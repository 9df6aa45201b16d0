use std::fmt;

use serde::{Deserialize, Serialize};

/// The four stage categories. The validator dispatches on this tag, never on
/// the concrete transformer type.
#[derive(Debug, Clone, Copy, PartialEq, Eq, Hash, Serialize, Deserialize)]
pub enum TransformerKind {
    Cleaner,
    Tokenizer,
    Normalizer,
    Embedding,
}

impl TransformerKind {
    pub fn as_str(&self) -> &'static str {
        match self {
            TransformerKind::Cleaner => "Cleaner",
            TransformerKind::Tokenizer => "Tokenizer",
            TransformerKind::Normalizer => "Normalizer",
            TransformerKind::Embedding => "Embedding",
        }
    }

    /// Whether this category works on individual tokens rather than the
    /// whole document text.
    pub fn is_token_level(&self) -> bool {
        matches!(self, TransformerKind::Normalizer | TransformerKind::Embedding)
    }
}

impl fmt::Display for TransformerKind {
    fn fmt(&self, f: &mut fmt::Formatter<'_>) -> fmt::Result {
        f.write_str(self.as_str())
    }
}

========================================================================

**Try it**
Retype the lines from the one containing "matches!(self, TransformerKind::Normalizer |" through the last line of the records. Leave out everything else.

**Solved exercise**
        matches!(self, TransformerKind::Normalizer | TransformerKind::Embedding)
    }
}

impl fmt::Display for TransformerKind {
    fn fmt(&self, f: &mut fmt::Formatter<'_>) -> fmt::Result {
        f.write_str(self.as_str())
    }
}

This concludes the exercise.